[Start of Attachment]

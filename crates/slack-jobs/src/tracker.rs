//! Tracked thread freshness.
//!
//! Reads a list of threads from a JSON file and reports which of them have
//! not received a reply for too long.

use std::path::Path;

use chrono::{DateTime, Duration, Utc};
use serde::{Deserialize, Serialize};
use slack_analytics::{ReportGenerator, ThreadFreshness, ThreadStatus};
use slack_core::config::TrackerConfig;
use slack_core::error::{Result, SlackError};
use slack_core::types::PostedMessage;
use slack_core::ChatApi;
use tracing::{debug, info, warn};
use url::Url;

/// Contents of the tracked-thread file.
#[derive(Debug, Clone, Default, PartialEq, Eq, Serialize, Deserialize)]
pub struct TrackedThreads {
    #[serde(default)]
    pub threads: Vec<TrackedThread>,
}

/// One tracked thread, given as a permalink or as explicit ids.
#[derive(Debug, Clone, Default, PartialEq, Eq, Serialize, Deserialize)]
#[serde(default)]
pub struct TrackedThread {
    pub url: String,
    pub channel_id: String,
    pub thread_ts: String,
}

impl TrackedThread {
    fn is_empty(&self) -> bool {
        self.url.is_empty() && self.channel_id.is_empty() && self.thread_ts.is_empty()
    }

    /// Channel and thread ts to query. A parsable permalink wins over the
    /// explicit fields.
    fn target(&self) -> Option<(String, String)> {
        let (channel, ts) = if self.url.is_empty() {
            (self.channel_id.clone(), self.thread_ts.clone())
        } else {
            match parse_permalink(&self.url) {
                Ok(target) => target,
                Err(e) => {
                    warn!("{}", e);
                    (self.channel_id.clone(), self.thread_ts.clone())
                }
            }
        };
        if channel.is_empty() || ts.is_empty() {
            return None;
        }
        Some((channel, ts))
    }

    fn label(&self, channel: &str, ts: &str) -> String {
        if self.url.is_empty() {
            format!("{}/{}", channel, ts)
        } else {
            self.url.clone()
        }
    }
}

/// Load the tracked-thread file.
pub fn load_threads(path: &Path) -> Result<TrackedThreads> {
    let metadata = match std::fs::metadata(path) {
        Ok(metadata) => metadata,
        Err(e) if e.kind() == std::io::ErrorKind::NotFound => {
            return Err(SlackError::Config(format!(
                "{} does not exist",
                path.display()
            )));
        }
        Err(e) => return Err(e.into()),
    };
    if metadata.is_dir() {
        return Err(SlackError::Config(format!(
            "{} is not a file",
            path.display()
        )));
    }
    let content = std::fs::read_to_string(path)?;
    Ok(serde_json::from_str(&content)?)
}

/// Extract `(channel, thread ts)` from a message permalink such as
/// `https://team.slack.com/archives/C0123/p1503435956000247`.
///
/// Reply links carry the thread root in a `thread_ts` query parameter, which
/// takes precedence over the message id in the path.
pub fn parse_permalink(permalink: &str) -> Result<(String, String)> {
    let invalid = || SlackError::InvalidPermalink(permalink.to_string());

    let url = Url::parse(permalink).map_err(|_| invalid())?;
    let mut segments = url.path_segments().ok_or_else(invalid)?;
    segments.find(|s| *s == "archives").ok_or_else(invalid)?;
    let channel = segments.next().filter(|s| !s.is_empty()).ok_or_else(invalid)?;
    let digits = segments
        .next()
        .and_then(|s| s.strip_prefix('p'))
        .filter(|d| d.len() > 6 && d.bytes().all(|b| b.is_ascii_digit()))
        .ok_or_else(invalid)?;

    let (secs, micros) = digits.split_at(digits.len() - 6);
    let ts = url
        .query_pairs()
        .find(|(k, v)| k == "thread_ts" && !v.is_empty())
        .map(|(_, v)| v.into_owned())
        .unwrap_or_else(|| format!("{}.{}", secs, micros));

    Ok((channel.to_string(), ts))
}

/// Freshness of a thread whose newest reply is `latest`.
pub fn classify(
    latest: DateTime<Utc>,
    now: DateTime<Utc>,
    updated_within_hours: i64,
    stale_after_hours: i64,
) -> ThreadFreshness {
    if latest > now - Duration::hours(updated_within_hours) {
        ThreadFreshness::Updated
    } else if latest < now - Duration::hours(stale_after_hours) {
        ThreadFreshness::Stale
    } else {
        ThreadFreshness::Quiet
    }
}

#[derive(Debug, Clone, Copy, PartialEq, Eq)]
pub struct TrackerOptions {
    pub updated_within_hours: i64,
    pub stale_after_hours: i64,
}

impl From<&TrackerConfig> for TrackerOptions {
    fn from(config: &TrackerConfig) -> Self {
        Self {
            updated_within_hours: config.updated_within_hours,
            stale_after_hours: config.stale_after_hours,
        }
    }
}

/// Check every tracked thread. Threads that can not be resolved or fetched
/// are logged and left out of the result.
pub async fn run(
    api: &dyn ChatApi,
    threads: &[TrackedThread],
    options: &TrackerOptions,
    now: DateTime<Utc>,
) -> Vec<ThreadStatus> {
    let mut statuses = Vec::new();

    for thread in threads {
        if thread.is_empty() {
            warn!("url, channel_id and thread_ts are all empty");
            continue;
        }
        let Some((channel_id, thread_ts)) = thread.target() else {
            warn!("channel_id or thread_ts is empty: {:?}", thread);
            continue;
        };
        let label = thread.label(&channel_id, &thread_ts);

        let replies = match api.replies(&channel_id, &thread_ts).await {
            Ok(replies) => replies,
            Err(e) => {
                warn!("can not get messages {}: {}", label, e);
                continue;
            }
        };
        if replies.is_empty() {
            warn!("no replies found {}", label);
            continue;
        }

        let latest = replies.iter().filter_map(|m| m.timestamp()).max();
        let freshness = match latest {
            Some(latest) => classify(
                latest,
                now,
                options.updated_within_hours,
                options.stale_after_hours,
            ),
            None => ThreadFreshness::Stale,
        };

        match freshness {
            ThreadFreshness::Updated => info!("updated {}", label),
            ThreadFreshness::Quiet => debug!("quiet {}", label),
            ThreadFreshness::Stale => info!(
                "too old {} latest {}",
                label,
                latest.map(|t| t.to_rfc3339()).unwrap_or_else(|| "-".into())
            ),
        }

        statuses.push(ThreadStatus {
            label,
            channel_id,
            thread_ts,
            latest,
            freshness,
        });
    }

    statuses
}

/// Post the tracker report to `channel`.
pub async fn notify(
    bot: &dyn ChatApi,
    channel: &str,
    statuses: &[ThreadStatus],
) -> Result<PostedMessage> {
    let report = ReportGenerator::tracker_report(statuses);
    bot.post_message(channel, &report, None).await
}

[End of Attachment]
[Start of Attachment]

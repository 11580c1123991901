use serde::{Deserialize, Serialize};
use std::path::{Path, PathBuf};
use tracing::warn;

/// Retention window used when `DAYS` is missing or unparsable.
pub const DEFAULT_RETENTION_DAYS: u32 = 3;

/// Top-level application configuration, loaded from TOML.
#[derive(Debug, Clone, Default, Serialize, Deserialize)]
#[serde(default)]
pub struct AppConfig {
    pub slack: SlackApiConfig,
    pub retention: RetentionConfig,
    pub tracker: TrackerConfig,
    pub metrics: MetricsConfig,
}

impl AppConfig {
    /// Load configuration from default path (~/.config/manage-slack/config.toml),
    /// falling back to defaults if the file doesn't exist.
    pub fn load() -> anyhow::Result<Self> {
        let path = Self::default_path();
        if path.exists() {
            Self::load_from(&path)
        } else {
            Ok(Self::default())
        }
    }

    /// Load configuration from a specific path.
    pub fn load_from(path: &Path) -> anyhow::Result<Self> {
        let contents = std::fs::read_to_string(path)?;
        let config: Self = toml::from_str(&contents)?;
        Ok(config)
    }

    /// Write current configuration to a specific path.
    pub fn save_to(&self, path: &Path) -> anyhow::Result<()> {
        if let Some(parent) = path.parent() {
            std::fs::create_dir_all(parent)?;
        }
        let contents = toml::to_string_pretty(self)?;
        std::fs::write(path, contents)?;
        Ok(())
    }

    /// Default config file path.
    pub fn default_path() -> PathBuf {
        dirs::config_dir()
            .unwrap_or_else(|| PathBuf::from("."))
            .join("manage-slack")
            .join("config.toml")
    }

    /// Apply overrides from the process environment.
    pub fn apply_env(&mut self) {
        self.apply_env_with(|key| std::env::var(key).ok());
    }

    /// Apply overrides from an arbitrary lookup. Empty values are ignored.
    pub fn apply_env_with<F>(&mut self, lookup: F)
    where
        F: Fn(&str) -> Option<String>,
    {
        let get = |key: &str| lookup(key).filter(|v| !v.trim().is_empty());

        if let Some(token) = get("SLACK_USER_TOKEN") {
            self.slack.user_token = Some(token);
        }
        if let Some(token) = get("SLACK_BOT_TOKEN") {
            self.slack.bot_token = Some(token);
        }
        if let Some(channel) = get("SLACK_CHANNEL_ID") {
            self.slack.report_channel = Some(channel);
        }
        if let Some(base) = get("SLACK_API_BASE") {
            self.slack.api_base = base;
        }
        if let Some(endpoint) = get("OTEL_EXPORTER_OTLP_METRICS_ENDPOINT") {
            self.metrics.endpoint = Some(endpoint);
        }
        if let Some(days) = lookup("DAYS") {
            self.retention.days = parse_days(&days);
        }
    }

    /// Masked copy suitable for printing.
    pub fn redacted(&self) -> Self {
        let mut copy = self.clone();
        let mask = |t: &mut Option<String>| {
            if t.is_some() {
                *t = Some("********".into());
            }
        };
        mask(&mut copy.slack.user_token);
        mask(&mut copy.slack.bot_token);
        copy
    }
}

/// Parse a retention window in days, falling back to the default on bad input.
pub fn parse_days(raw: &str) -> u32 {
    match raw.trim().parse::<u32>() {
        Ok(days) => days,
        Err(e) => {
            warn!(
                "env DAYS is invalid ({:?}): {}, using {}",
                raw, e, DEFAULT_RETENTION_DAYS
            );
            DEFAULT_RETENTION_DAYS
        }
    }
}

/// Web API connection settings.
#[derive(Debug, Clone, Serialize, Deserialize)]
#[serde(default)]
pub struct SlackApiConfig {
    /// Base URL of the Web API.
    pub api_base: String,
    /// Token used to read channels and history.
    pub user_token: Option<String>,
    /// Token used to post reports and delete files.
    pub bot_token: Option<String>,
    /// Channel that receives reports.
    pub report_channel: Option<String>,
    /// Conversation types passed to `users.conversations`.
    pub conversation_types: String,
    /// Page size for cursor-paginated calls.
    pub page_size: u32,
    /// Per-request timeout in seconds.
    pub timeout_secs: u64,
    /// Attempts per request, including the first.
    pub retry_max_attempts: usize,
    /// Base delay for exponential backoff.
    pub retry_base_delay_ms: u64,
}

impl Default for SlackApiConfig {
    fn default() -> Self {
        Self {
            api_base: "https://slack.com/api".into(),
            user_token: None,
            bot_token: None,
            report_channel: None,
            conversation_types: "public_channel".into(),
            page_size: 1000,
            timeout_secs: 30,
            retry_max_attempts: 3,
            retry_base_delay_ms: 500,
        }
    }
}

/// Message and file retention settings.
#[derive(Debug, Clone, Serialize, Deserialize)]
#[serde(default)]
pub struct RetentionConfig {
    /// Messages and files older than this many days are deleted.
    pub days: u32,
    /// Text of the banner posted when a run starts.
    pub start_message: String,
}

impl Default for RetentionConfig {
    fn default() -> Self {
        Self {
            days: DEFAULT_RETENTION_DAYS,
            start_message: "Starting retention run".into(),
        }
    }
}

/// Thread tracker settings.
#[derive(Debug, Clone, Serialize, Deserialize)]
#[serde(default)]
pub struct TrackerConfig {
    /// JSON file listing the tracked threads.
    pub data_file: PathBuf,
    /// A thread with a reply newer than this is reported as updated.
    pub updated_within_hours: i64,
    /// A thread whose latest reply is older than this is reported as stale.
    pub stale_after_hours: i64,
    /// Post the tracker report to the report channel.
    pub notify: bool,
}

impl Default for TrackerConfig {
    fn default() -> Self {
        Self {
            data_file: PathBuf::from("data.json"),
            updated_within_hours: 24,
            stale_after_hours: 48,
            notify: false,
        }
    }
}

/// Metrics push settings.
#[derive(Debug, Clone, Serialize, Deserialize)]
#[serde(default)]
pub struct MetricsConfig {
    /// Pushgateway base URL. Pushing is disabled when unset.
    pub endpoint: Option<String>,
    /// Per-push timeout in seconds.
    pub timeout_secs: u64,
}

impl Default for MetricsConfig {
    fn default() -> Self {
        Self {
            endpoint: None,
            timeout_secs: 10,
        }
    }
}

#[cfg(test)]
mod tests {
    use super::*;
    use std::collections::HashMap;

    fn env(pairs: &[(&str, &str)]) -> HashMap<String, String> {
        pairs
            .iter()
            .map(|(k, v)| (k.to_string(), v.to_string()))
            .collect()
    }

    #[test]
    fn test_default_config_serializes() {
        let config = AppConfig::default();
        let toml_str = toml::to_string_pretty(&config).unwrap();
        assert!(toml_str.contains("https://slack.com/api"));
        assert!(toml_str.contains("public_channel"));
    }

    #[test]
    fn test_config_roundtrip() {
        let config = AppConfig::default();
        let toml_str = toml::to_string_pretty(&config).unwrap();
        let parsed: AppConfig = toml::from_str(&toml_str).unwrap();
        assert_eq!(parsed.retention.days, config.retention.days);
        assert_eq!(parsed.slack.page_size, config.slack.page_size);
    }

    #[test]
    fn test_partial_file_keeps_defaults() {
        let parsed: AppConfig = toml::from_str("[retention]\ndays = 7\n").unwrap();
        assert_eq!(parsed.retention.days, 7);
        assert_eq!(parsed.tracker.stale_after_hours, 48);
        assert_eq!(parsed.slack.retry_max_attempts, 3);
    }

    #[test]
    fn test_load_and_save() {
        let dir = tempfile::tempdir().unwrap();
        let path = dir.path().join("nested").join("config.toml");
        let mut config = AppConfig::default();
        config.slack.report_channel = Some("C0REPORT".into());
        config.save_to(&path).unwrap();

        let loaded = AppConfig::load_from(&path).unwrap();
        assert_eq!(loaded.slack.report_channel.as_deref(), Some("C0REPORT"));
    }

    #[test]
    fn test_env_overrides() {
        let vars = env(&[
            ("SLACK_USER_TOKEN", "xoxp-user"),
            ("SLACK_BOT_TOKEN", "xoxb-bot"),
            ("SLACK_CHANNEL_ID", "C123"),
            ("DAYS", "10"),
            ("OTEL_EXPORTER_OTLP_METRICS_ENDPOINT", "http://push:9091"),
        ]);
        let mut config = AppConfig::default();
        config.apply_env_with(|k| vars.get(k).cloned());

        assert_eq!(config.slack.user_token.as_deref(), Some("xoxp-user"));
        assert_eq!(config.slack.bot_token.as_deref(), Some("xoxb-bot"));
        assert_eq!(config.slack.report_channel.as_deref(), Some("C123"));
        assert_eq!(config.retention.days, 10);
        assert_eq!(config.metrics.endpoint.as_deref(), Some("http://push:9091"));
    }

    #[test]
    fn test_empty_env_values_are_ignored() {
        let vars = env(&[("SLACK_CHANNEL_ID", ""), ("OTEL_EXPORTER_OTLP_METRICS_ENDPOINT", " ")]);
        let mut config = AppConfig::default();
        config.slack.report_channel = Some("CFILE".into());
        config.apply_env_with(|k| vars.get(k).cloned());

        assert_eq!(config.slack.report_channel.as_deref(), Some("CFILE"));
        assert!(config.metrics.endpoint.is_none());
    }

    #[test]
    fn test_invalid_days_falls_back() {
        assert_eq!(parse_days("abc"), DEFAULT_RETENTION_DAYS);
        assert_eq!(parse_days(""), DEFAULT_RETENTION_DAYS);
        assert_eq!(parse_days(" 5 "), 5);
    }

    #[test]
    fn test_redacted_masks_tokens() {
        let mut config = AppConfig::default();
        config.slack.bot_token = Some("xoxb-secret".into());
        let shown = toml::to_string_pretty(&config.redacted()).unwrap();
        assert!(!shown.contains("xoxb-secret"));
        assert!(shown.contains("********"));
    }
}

[End of Attachment]

Restate word for word the entries above, starting at the line with "filename crates/slack-jobs/src/tracker.rs" and ending at the line with "as explicit ids.", inclusive, and no others.

filename crates/slack-jobs/src/tracker.rs
//! Tracked thread freshness.
//!
//! Reads a list of threads from a JSON file and reports which of them have
//! not received a reply for too long.

use std::path::Path;

use chrono::{DateTime, Duration, Utc};
use serde::{Deserialize, Serialize};
use slack_analytics::{ReportGenerator, ThreadFreshness, ThreadStatus};
use slack_core::config::TrackerConfig;
use slack_core::error::{Result, SlackError};
use slack_core::types::PostedMessage;
use slack_core::ChatApi;
use tracing::{debug, info, warn};
use url::Url;

/// Contents of the tracked-thread file.
#[derive(Debug, Clone, Default, PartialEq, Eq, Serialize, Deserialize)]
pub struct TrackedThreads {
    #[serde(default)]
    pub threads: Vec<TrackedThread>,
}

/// One tracked thread, given as a permalink or as explicit ids.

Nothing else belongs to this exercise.